India now leads Asia’s post-pandemic recovery as it’s the only large market in Asia which is above pre-pandemic levels, according to Darrel Hulst, Vice President, Commercial Marketing, Boeing. 

While monthly traffic in India in 2023 was seven percent higher than what it was in 2019, inn the long haul (international) traffic, India is again leading with 30 percent higher capacity over the same in 2019, he said adding: “By April 2024, it will be 50 percent higher than the same in 2019.”

South Asia, including India, will need 2,705 new planes by 2042 out of which 86 percent will be single aisle aircraft, Hulst said. Out of this total 2,705 needed in South Asia, India alone will need about 92 percent of the airplanes. “Demographic tailwinds will propel air travel growth in India,” the Boeing official said. From present 15, India’s cargo planes will go up to 80 over next 20 years according to estimates. 

The ‘fastest’ growth of India’s economy over the next three years and increase in the middle income households are among other drivers for growth. 

 “Indian low-cost carriers continue to stimulate demand and connect emerging regions with low fares, holding nearly a 90 pc share of all domestic seats in the region. This reflects the rapid pace of the region’s recovery and economic activity, as traffic and capacity now exceed pre-pandemic levels,’‘ he said. 

Globally, the fleets are now essentially at pre-pandemic size and productivity and there are over 2000 aircraft deliveries pending globally, Hulst said. According to Boeing’s projection, 42,592 new airplanes would be required globally over the next 20 years. 

Referring to the strengths of Indian market, Ashwin Naidu, Managing Director- Commercial Marketing, Eurasia & Indian Subcontinent · Boeing said the consolidation of 75 percent of the market by Indigo and Tata, robust load factors, stabilisation of domestic yields were expected to further support growth. “We also see that Cargo is now not an afterthought but a strategic advantage for diversified revenue,’‘ Naidu added.

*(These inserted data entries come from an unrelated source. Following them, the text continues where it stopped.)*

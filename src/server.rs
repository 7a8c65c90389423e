//! In-memory development coordinator.

use crate::core::worker_events::{CancelActivityPayload, ServerEvent, WorkerEvent};
use crate::inmemory_db::{ActivityKey, CompletionResult, Db};
use axum::extract::State;
use axum::response::IntoResponse;
use axum::{Json, Router};
use tokio::net::{TcpListener, ToSocketAddrs};
use tracing::{debug, info};

pub struct Server {
    state: ServerState,
}

#[derive(Clone)]
pub struct ServerState {
    db: Db,
}

async fn handle_cancel_activity(
    State(state): State<ServerState>,
    Json(payload): Json<CancelActivityPayload>,
) -> impl IntoResponse {
    if state.db.request_cancellation(&payload.task_token).await {
        info!(task_token = %payload.task_token, "cancellation requested");
        return Json(ServerEvent::GeneralSuccess { success: true });
    }

    Json(ServerEvent::NotFound)
}

async fn handle_worker_event(
    State(state): State<ServerState>,
    Json(event): Json<WorkerEvent>,
) -> impl IntoResponse {
    let db = state.db;
    match event {
        WorkerEvent::RegisterActivity {
            workflow_id,
            activity_id,
        } => {
            let task_token = db
                .register_activity(ActivityKey {
                    workflow_id,
                    activity_id,
                })
                .await;
            return Json(ServerEvent::ActivityRegistered { task_token });
        }
        WorkerEvent::Heartbeat {
            task_token,
            activity_id,
            details,
        } => {
            debug!(activity_id = %activity_id, details = %details, "heartbeat");
            return match db.record_heartbeat(&task_token, &activity_id, details).await {
                Some(heartbeat) => Json(ServerEvent::Heartbeat(heartbeat)),
                None => Json(ServerEvent::NotFound),
            };
        }
        WorkerEvent::ReportProgress {
            workflow_id,
            activity_id,
            percent_complete,
        } => {
            let key = ActivityKey {
                workflow_id,
                activity_id,
            };
            if !db.record_progress(&key, percent_complete).await {
                return Json(ServerEvent::NotFound);
            }
        }
        WorkerEvent::CompleteActivity {
            workflow_id,
            activity_id,
            outcome,
        } => {
            info!(
                workflow_id = %workflow_id,
                activity_id = %activity_id,
                outcome = outcome.kind(),
                "activity completed"
            );
            let key = ActivityKey {
                workflow_id,
                activity_id,
            };
            match db.complete_activity(&key, outcome).await {
                CompletionResult::Recorded => {}
                CompletionResult::AlreadyCompleted => return Json(ServerEvent::AlreadyCompleted),
                CompletionResult::NotFound => return Json(ServerEvent::NotFound),
            }
        }
        WorkerEvent::DescribeActivity {
            workflow_id,
            activity_id,
        } => {
            let key = ActivityKey {
                workflow_id,
                activity_id,
            };
            return match db.describe_activity(&key).await {
                Some(status) => Json(ServerEvent::ActivityStatus(status)),
                None => Json(ServerEvent::NotFound),
            };
        }
    };

    Json(ServerEvent::GeneralSuccess { success: true })
}

impl Server {
    pub fn new() -> Self {
        Self {
            state: ServerState { db: Db::new() },
        }
    }

    pub fn router(&self) -> Router {
        Router::new()
            .route("/worker_event", axum::routing::post(handle_worker_event))
            .route(
                "/cancel_activity",
                axum::routing::post(handle_cancel_activity),
            )
            .with_state(self.state.clone())
    }

    /// Serve on an already bound listener.
    pub async fn serve(self, listener: TcpListener) -> std::io::Result<()> {
        info!(addr = %listener.local_addr()?, "starting coordinator");
        axum::serve(listener, self.router()).await
    }

    pub async fn run(self, addr: impl ToSocketAddrs) -> std::io::Result<()> {
        let listener = TcpListener::bind(addr).await?;
        self.serve(listener).await
    }
}

impl Default for Server {
    fn default() -> Self {
        Self::new()
    }
}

There are, however, some challenges too, according to Naidu, in the form of higher aviation fuel taxes compared global levels, market share imbalances and hyper-competition


When asked on the possible adverse impact of a recent incident involving 737 Max 9 aircraft on pending or scheduled delivery of new aircraft, Hulst replied in the negative. “We have already announced an additional layer of quality,’‘ he said, adding that scrutiny of all products was also being done. He refused to speak on the details of the ongoing investigation. 

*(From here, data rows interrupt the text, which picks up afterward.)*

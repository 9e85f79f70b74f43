//! Expression operator trees and the constant-folding reducer.
//!
//! An [`Expression`] exclusively owns its subtree. [`Expression::reduce`]
//! is the engine's partial evaluator: it consumes the tree and returns one
//! where every constant-foldable subtree has been replaced by its folded
//! [`Number`] and everything else is left as a minimal residual tree. An
//! expression that references unresolved variables never fails to reduce;
//! it simply stays residual until substitution makes it constant.
//!
//! Fold policy per operator class:
//! - bitwise, complement, reductions, case equality, and concatenation
//!   fold over any constant operands, propagating X/Z per 4-state rules;
//! - arithmetic, relational, logical, and shift operators require valuable
//!   operands (the shift amount specifically; the shifted value may carry
//!   X/Z) and otherwise remain residual.

use crate::number::Number;
use plexus_common::Ident;
use plexus_source::Span;
use serde::{Deserialize, Serialize};
use std::collections::HashMap;

/// A unary operator.
#[derive(Debug, Clone, Copy, PartialEq, Eq, Hash, Serialize, Deserialize)]
pub enum UnaryOp {
    /// Redundant unary plus (`+a`), collapsed away by reduction.
    Plus,
    /// Arithmetic negation (`-a`).
    Neg,
    /// Bitwise complement (`~a`).
    Not,
    /// Logical negation (`!a`).
    LogicNot,
    /// Reduction AND (`&a`).
    RedAnd,
    /// Reduction NAND (`~&a`).
    RedNand,
    /// Reduction OR (`|a`).
    RedOr,
    /// Reduction NOR (`~|a`).
    RedNor,
    /// Reduction XOR (`^a`).
    RedXor,
    /// Reduction XNOR (`~^a`).
    RedXnor,
}

/// A binary operator.
#[derive(Debug, Clone, Copy, PartialEq, Eq, Hash, Serialize, Deserialize)]
pub enum BinaryOp {
    /// Addition (`+`).
    Add,
    /// Subtraction (`-`).
    Sub,
    /// Multiplication (`*`).
    Mul,
    /// Division (`/`).
    Div,
    /// Modulo (`%`).
    Mod,
    /// Exponentiation (`**`).
    Pow,
    /// Bitwise AND (`&`).
    And,
    /// Bitwise OR (`|`).
    Or,
    /// Bitwise XOR (`^`).
    Xor,
    /// Bitwise XNOR (`~^`).
    Xnor,
    /// Left shift (`<<`).
    Shl,
    /// Logical right shift (`>>`).
    Shr,
    /// Arithmetic right shift (`>>>`).
    AShr,
    /// Logical AND (`&&`).
    LogicAnd,
    /// Logical OR (`||`).
    LogicOr,
    /// Logical equality (`==`).
    Eq,
    /// Logical inequality (`!=`).
    Ne,
    /// Case equality (`===`), literal over X/Z.
    CaseEq,
    /// Case inequality (`!==`).
    CaseNe,
    /// Less than (`<`).
    Lt,
    /// Less than or equal (`<=`).
    Le,
    /// Greater than (`>`).
    Gt,
    /// Greater than or equal (`>=`).
    Ge,
}

/// A bit or part select on a variable reference.
#[derive(Debug, Clone, Serialize, Deserialize)]
pub enum Select {
    /// A single-bit select (`v[i]`).
    Bit(Box<Expression>),
    /// A part select (`v[msb:lsb]`).
    Part {
        /// The most significant selected bit.
        msb: Box<Expression>,
        /// The least significant selected bit.
        lsb: Box<Expression>,
    },
}

impl Select {
    fn reduce(self) -> Self {
        match self {
            Select::Bit(i) => Select::Bit(Box::new(i.reduce())),
            Select::Part { msb, lsb } => Select::Part {
                msb: Box::new(msb.reduce()),
                lsb: Box::new(lsb.reduce()),
            },
        }
    }

    fn substitute(self, name: Ident, value: &Number) -> Self {
        match self {
            Select::Bit(i) => Select::Bit(Box::new(i.substitute(name, value))),
            Select::Part { msb, lsb } => Select::Part {
                msb: Box::new(msb.substitute(name, value)),
                lsb: Box::new(lsb.substitute(name, value)),
            },
        }
    }
}

/// A reference to a variable, with an optional bit or part select.
#[derive(Debug, Clone, Serialize, Deserialize)]
pub struct VarRef {
    /// The referenced name.
    pub name: Ident,
    /// An optional bit or part select.
    pub select: Option<Select>,
    /// Source location of the reference.
    pub span: Span,
}

/// One segment of a concatenation, optionally replicated (`{n{e}}`).
#[derive(Debug, Clone, Serialize, Deserialize)]
pub struct Segment {
    /// The replication count; `None` for a plain segment.
    pub repeat: Option<Box<Expression>>,
    /// The replicated or concatenated expression.
    pub expr: Expression,
}

/// An expression node.
///
/// Operator arity is enforced by the variant shape; a malformed arity is
/// unrepresentable.
#[derive(Debug, Clone, Serialize, Deserialize)]
pub enum Expression {
    /// A constant 4-state value.
    Number(Number),
    /// A variable reference.
    Variable(VarRef),
    /// A concatenation of segments, most significant first.
    Concat {
        /// The segments, MSB first.
        segments: Vec<Segment>,
        /// Source location.
        span: Span,
    },
    /// A function call. Calls are never folded; they stay residual for the
    /// downstream graph stage.
    Call {
        /// The called function's name.
        name: Ident,
        /// The argument expressions.
        args: Vec<Expression>,
        /// Source location.
        span: Span,
    },
    /// A unary operation.
    Unary {
        /// The operator.
        op: UnaryOp,
        /// The operand.
        operand: Box<Expression>,
        /// Source location.
        span: Span,
    },
    /// A binary operation.
    Binary {
        /// The operator.
        op: BinaryOp,
        /// The left operand.
        lhs: Box<Expression>,
        /// The right operand.
        rhs: Box<Expression>,
        /// Source location.
        span: Span,
    },
    /// A conditional (`cond ? a : b`).
    Ternary {
        /// The condition.
        cond: Box<Expression>,
        /// The value when the condition is true.
        then_expr: Box<Expression>,
        /// The value when the condition is false.
        else_expr: Box<Expression>,
        /// Source location.
        span: Span,
    },
}
//! Symbolic driving-expression extraction.
//!
//! After elaboration the residual control flow of a block is pure dataflow:
//! the value a variable ends up with is the last whole-variable assignment
//! on the path actually taken. [`driving_expression`] folds a block's
//! statement list into a single expression equivalent to that value, with
//! residual ifs becoming ternaries and residual cases becoming ternary
//! chains keyed on selector equality. Partial (bit or part select)
//! assignments are opaque to this query and do not contribute.

use plexus_common::Ident;
use plexus_ir::{BinaryOp, BlockId, Expression, ScopeTree, Stmt};
use plexus_source::Span;

/// Computes the expression driving `var` at the end of `block`.
///
/// When no assignment on any path covers the variable, the result is a
/// reference to the variable itself, standing for its previous value.
pub fn driving_expression(scope: &ScopeTree, block: BlockId, var: Ident) -> Expression {
    drive_in_block(scope, block, var, Expression::var(var, Span::DUMMY))
}

fn drive_in_block(
    scope: &ScopeTree,
    block: BlockId,
    var: Ident,
    incoming: Expression,
) -> Expression {
    let mut current = incoming;
    for stmt in &scope.block(block).stmts {
        match stmt {
            Stmt::Assign(assign) => {
                if assign.target.name == var && assign.target.select.is_none() {
                    current = assign.rhs.clone();
                }
            }
            Stmt::If {
                condition,
                then_block,
                else_block,
                span,
            } => {
                let then_value = drive_in_block(scope, *then_block, var, current.clone());
                let else_value = match else_block {
                    Some(else_block) => drive_in_block(scope, *else_block, var, current.clone()),
                    None => current.clone(),
                };
                current = Expression::ternary(condition.clone(), then_value, else_value, *span);
            }
            Stmt::Case {
                selector,
                arms,
                default,
                span,
                ..
            } => {
                let mut value = match default {
                    Some(default) => drive_in_block(scope, *default, var, current.clone()),
                    None => current.clone(),
                };
                for arm in arms.iter().rev() {
                    let mut hit: Option<Expression> = None;
                    for pattern in &arm.patterns {
                        let eq = Expression::binary(
                            BinaryOp::Eq,
                            selector.clone(),
                            pattern.clone(),
                            arm.span,
                        );
                        hit = Some(match hit {
                            Some(prev) => {
                                Expression::binary(BinaryOp::LogicOr, prev, eq, arm.span)
                            }
                            None => eq,
                        });
                    }
                    if let Some(hit) = hit {
                        let arm_value = drive_in_block(scope, arm.body, var, current.clone());
                        value = Expression::ternary(hit, arm_value, value, *span);
                    }
                }
                current = value;
            }
            Stmt::Block(nested) => {
                current = drive_in_block(scope, *nested, var, current);
            }
            // Residual loops have data-dependent trip counts; their writes
            // cannot be summarized symbolically.
            Stmt::While { .. } | Stmt::For { .. } => {}
            _ => {}
        }
    }
    current
}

Early this month, a door of Alaska Air Boeing 737 Max 9 aircraft blew off mid air. However, no one was injured in the mishap and the aircraft safely landed in Portland, US after declaring an emergency. Though no airlines in India currently operate Max 9,  The Directorate General of Civil Aviation (DGCA) has directed Indian carriers to carry out an inspection of emergency exits of Boeing 737 Max aircraft in their fleet.